## EXERCISE GOAL:
The answer must consist of every line from the data that holds the string "true".
BEGIN SUPPLIED DATA
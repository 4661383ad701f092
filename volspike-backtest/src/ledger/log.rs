//! Transaction log for one ticker and expiration, and its CSV form.
//!
//! The persisted table has exactly these columns, in order:
//! - transaction_date, ticker, strike, exp_date, transaction_type
//!
//! Dates are written as `YYYY-MM-DD`. On load, every column is read as text
//! and parsed explicitly; columns outside the schema (such as an index column
//! left by other tools) are dropped, and rows are sorted by transaction date.

use std::collections::BTreeSet;
use std::fs;
use std::path::{Path, PathBuf};
use std::str::FromStr;

use chrono::NaiveDate;
use polars::prelude::*;
use rust_decimal::Decimal;
use thiserror::Error;
use tracing::debug;

use super::transaction::{Transaction, TransactionType};

/// Persisted columns, in order.
pub const COLUMNS: &[&str] = &[
    "transaction_date",
    "ticker",
    "strike",
    "exp_date",
    "transaction_type",
];

const DATE_FORMAT: &str = "%Y-%m-%d";

#[derive(Error, Debug)]
pub enum LedgerError {
    #[error("IO error: {0}")]
    Io(#[from] std::io::Error),

    #[error("Polars error: {0}")]
    Polars(#[from] PolarsError),

    #[error("Schema mismatch: {0}")]
    SchemaMismatch(String),

    #[error("Row {row}: invalid {column} '{value}'")]
    InvalidField {
        row: usize,
        column: &'static str,
        value: String,
    },
}

/// Transactions for one (ticker, expiration) pair.
#[derive(Debug, Clone, PartialEq)]
pub struct TransactionLog {
    ticker: String,
    expiration: NaiveDate,
    transactions: Vec<Transaction>,
}

impl TransactionLog {
    pub fn new(ticker: &str, expiration: NaiveDate) -> Self {
        Self {
            ticker: ticker.to_string(),
            expiration,
            transactions: Vec::new(),
        }
    }

    pub fn ticker(&self) -> &str {
        &self.ticker
    }

    pub fn expiration(&self) -> NaiveDate {
        self.expiration
    }

    pub fn push(&mut self, transaction: Transaction) {
        self.transactions.push(transaction);
    }

    pub fn transactions(&self) -> &[Transaction] {
        &self.transactions
    }

    pub fn len(&self) -> usize {
        self.transactions.len()
    }

    pub fn is_empty(&self) -> bool {
        self.transactions.is_empty()
    }

    /// Stable sort by transaction date.
    pub fn sort_by_date(&mut self) {
        self.transactions.sort_by_key(|t| t.transaction_date);
    }

    /// Distinct strikes, ascending.
    pub fn strikes(&self) -> Vec<Decimal> {
        self.transactions
            .iter()
            .map(|t| t.strike.normalize())
            .collect::<BTreeSet<_>>()
            .into_iter()
            .collect()
    }

    /// Transactions at one strike, in log order.
    pub fn for_strike(&self, strike: Decimal) -> impl Iterator<Item = &Transaction> {
        self.transactions.iter().filter(move |t| t.strike == strike)
    }

    pub fn count_of(&self, kind: TransactionType) -> usize {
        self.transactions
            .iter()
            .filter(|t| t.transaction_type == kind)
            .count()
    }

    /// Default file name for a persisted log.
    pub fn file_name(ticker: &str, expiration: NaiveDate) -> String {
        format!("transactions_{}_{}.csv", ticker, expiration.format(DATE_FORMAT))
    }

    /// Path of this log's file inside `dir`.
    pub fn path_in(&self, dir: &Path) -> PathBuf {
        dir.join(Self::file_name(&self.ticker, self.expiration))
    }

    /// Convert to a DataFrame with the persisted column layout.
    pub fn to_dataframe(&self) -> Result<DataFrame, LedgerError> {
        let n = self.transactions.len();
        let mut transaction_date: Vec<String> = Vec::with_capacity(n);
        let mut ticker: Vec<&str> = Vec::with_capacity(n);
        let mut strike: Vec<String> = Vec::with_capacity(n);
        let mut exp_date: Vec<String> = Vec::with_capacity(n);
        let mut transaction_type: Vec<&str> = Vec::with_capacity(n);

        for t in &self.transactions {
            transaction_date.push(t.transaction_date.format(DATE_FORMAT).to_string());
            ticker.push(&t.ticker);
            strike.push(t.strike.normalize().to_string());
            exp_date.push(t.exp_date.format(DATE_FORMAT).to_string());
            transaction_type.push(t.transaction_type.as_str());
        }

        let df = DataFrame::new(vec![
            Series::new("transaction_date".into(), transaction_date).into(),
            Series::new("ticker".into(), ticker).into(),
            Series::new("strike".into(), strike).into(),
            Series::new("exp_date".into(), exp_date).into(),
            Series::new("transaction_type".into(), transaction_type).into(),
        ])?;

        Ok(df)
    }

    /// Build a log from a DataFrame, validating the schema and sorting by date.
    pub fn from_dataframe(
        df: &DataFrame,
        ticker: &str,
        expiration: NaiveDate,
    ) -> Result<Self, LedgerError> {
        let missing: Vec<&str> = COLUMNS
            .iter()
            .copied()
            .filter(|name| df.column(name).is_err())
            .collect();
        if !missing.is_empty() {
            return Err(LedgerError::SchemaMismatch(format!(
                "missing columns {:?}",
                missing
            )));
        }

        let artifacts: Vec<String> = df
            .get_column_names()
            .into_iter()
            .filter(|name| !COLUMNS.contains(&name.as_str()))
            .map(|name| name.to_string())
            .collect();
        if !artifacts.is_empty() {
            debug!("Dropping storage columns {:?}", artifacts);
        }

        let dates = text_column(df, "transaction_date")?;
        let tickers = text_column(df, "ticker")?;
        let strikes = text_column(df, "strike")?;
        let exp_dates = text_column(df, "exp_date")?;
        let types = text_column(df, "transaction_type")?;

        let mut log = Self::new(ticker, expiration);

        for row in 0..df.height() {
            let transaction_date = parse_date(&dates[row])
                .ok_or_else(|| invalid(row, "transaction_date", &dates[row]))?;
            let row_ticker = tickers[row]
                .as_deref()
                .map(str::trim)
                .filter(|t| !t.is_empty())
                .ok_or_else(|| invalid(row, "ticker", &tickers[row]))?;
            let strike = strikes[row]
                .as_deref()
                .and_then(|s| Decimal::from_str(s.trim()).ok())
                .ok_or_else(|| invalid(row, "strike", &strikes[row]))?;
            let exp_date =
                parse_date(&exp_dates[row]).ok_or_else(|| invalid(row, "exp_date", &exp_dates[row]))?;
            let transaction_type = types[row]
                .as_deref()
                .and_then(TransactionType::from_str)
                .ok_or_else(|| invalid(row, "transaction_type", &types[row]))?;

            log.push(Transaction {
                transaction_date,
                ticker: row_ticker.to_string(),
                strike: strike.normalize(),
                exp_date,
                transaction_type,
            });
        }

        log.sort_by_date();
        Ok(log)
    }

    /// Write the log as CSV, creating parent directories as needed.
    pub fn write_csv(&self, path: &Path) -> Result<(), LedgerError> {
        if let Some(parent) = path.parent() {
            if !parent.as_os_str().is_empty() {
                fs::create_dir_all(parent)?;
            }
        }

        let mut df = self.to_dataframe()?;
        let mut file = fs::File::create(path)?;
        CsvWriter::new(&mut file)
            .include_header(true)
            .finish(&mut df)?;

        debug!("Wrote {} transactions to {}", self.len(), path.display());
        Ok(())
    }

    /// Read a persisted log back, sorted by transaction date.
    pub fn read_csv(path: &Path, ticker: &str, expiration: NaiveDate) -> Result<Self, LedgerError> {
        let df = CsvReadOptions::default()
            .with_has_header(true)
            .with_infer_schema_length(Some(0))
            .try_into_reader_with_file_path(Some(path.to_path_buf()))?
            .finish()?;

        Self::from_dataframe(&df, ticker, expiration)
    }
}

fn text_column(df: &DataFrame, name: &str) -> Result<Vec<Option<String>>, LedgerError> {
    let column = df.column(name)?.cast(&DataType::String)?;
    Ok(column
        .str()?
        .into_iter()
        .map(|value| value.map(str::to_string))
        .collect())
}

/// Accepts `YYYY-MM-DD`, optionally followed by a time of day.
fn parse_date(value: &Option<String>) -> Option<NaiveDate> {
    let text = value.as_deref()?.trim();
    let date_part = text.split([' ', 'T']).next()?;
    NaiveDate::parse_from_str(date_part, DATE_FORMAT).ok()
}

fn invalid(row: usize, column: &'static str, value: &Option<String>) -> LedgerError {
    LedgerError::InvalidField {
        row,
        column,
        value: value.clone().unwrap_or_default(),
    }
}

#[cfg(test)]
mod tests {
    use super::*;
    use rust_decimal_macros::dec;

    fn date(month: u32, day: u32) -> NaiveDate {
        NaiveDate::from_ymd_opt(2023, month, day).unwrap()
    }

    fn txn(month: u32, day: u32, strike: Decimal, kind: TransactionType) -> Transaction {
        Transaction {
            transaction_date: date(month, day),
            ticker: "BMY".to_string(),
            strike,
            exp_date: date(6, 16),
            transaction_type: kind,
        }
    }

    fn tuples(log: &TransactionLog) -> Vec<(NaiveDate, Decimal, TransactionType)> {
        log.transactions()
            .iter()
            .map(|t| (t.transaction_date, t.strike, t.transaction_type))
            .collect()
    }

    #[test]
    fn test_dataframe_layout() {
        let mut log = TransactionLog::new("BMY", date(6, 16));
        log.push(txn(4, 3, dec!(62.5), TransactionType::Buy));

        let df = log.to_dataframe().unwrap();
        let names: Vec<String> = df.get_column_names().iter().map(|n| n.to_string()).collect();
        assert_eq!(names, COLUMNS);
        assert_eq!(df.height(), 1);
    }

    #[test]
    fn test_csv_round_trip_sorts_by_date() {
        let dir = tempfile::tempdir().unwrap();
        let mut log = TransactionLog::new("BMY", date(6, 16));
        log.push(txn(5, 2, dec!(65), TransactionType::Sell));
        log.push(txn(3, 20, dec!(62.5), TransactionType::Buy));
        log.push(txn(4, 11, dec!(65), TransactionType::Buy));

        let path = log.path_in(dir.path());
        log.write_csv(&path).unwrap();
        let loaded = TransactionLog::read_csv(&path, "BMY", date(6, 16)).unwrap();

        let mut expected = log.clone();
        expected.sort_by_date();
        assert_eq!(tuples(&loaded), tuples(&expected));
        assert_eq!(loaded.transactions()[0].transaction_date, date(3, 20));
        assert_eq!(loaded.transactions()[0].ticker, "BMY");
        assert_eq!(loaded.transactions()[0].exp_date, date(6, 16));
    }

    #[test]
    fn test_round_trip_independent_of_insertion_order() {
        let dir = tempfile::tempdir().unwrap();
        let items = [
            txn(3, 1, dec!(100), TransactionType::Buy),
            txn(3, 8, dec!(105), TransactionType::Sell),
            txn(3, 15, dec!(100), TransactionType::Sell),
        ];

        let mut forward = TransactionLog::new("X", date(6, 16));
        let mut backward = TransactionLog::new("X", date(6, 16));
        for t in items.iter() {
            forward.push(t.clone());
        }
        for t in items.iter().rev() {
            backward.push(t.clone());
        }

        let a = dir.path().join("a.csv");
        let b = dir.path().join("b.csv");
        forward.write_csv(&a).unwrap();
        backward.write_csv(&b).unwrap();

        let a = TransactionLog::read_csv(&a, "X", date(6, 16)).unwrap();
        let b = TransactionLog::read_csv(&b, "X", date(6, 16)).unwrap();
        assert_eq!(tuples(&a), tuples(&b));
        assert_eq!(a.len(), 3);
    }

    #[test]
    fn test_empty_log_round_trip() {
        let dir = tempfile::tempdir().unwrap();
        let log = TransactionLog::new("BMY", date(6, 16));
        let path = dir.path().join("nested").join("empty.csv");

        log.write_csv(&path).unwrap();
        let loaded = TransactionLog::read_csv(&path, "BMY", date(6, 16)).unwrap();
        assert!(loaded.is_empty());
        assert!(loaded.strikes().is_empty());
    }

    #[test]
    fn test_storage_columns_are_dropped() {
        let dir = tempfile::tempdir().unwrap();
        let path = dir.path().join("legacy.csv");
        fs::write(
            &path,
            "Unnamed: 0,transaction_date,ticker,strike,exp_date,transaction_type\n\
             0,2023-04-03,BMY,65.0,2023-06-16,SELL\n\
             1,2023-03-21,BMY,62.5,2023-06-16,BUY\n",
        )
        .unwrap();

        let log = TransactionLog::read_csv(&path, "BMY", date(6, 16)).unwrap();
        assert_eq!(
            tuples(&log),
            vec![
                (date(3, 21), dec!(62.5), TransactionType::Buy),
                (date(4, 3), dec!(65), TransactionType::Sell),
            ]
        );
    }

    #[test]
    fn test_missing_column_is_schema_mismatch() {
        let dir = tempfile::tempdir().unwrap();
        let path = dir.path().join("bad.csv");
        fs::write(&path, "transaction_date,ticker,strike\n2023-04-03,BMY,65\n").unwrap();

        match TransactionLog::read_csv(&path, "BMY", date(6, 16)) {
            Err(LedgerError::SchemaMismatch(msg)) => {
                assert!(msg.contains("exp_date"));
                assert!(msg.contains("transaction_type"));
            }
            other => panic!("expected schema mismatch, got {:?}", other),
        }
    }

    #[test]
    fn test_invalid_field_reports_row() {
        let dir = tempfile::tempdir().unwrap();
        let path = dir.path().join("bad.csv");
        fs::write(
            &path,
            "transaction_date,ticker,strike,exp_date,transaction_type\n\
             2023-04-03,BMY,65,2023-06-16,BUY\n\
             2023-04-04,BMY,65,2023-06-16,HOLD\n",
        )
        .unwrap();

        match TransactionLog::read_csv(&path, "BMY", date(6, 16)) {
            Err(LedgerError::InvalidField { row, column, value }) => {
                assert_eq!(row, 1);
                assert_eq!(column, "transaction_type");
                assert_eq!(value, "HOLD");
            }
            other => panic!("expected invalid field, got {:?}", other),
        }
    }

    #[test]
    fn test_strikes_are_distinct_and_sorted() {
        let mut log = TransactionLog::new("BMY", date(6, 16));
        log.push(txn(3, 1, dec!(70), TransactionType::Buy));
        log.push(txn(3, 2, dec!(65.0), TransactionType::Sell));
        log.push(txn(3, 3, dec!(65), TransactionType::Buy));

        assert_eq!(log.strikes(), vec![dec!(65), dec!(70)]);
        assert_eq!(log.for_strike(dec!(65)).count(), 2);
        assert_eq!(log.count_of(TransactionType::Buy), 2);
    }

    #[test]
    fn test_file_name() {
        assert_eq!(
            TransactionLog::file_name("BMY", date(6, 16)),
            "transactions_BMY_2023-06-16.csv"
        );
    }
}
END SUPPLIED DATA
## OUTPUT OF THE EXERCISE:
            .include_header(true)
            .with_has_header(true)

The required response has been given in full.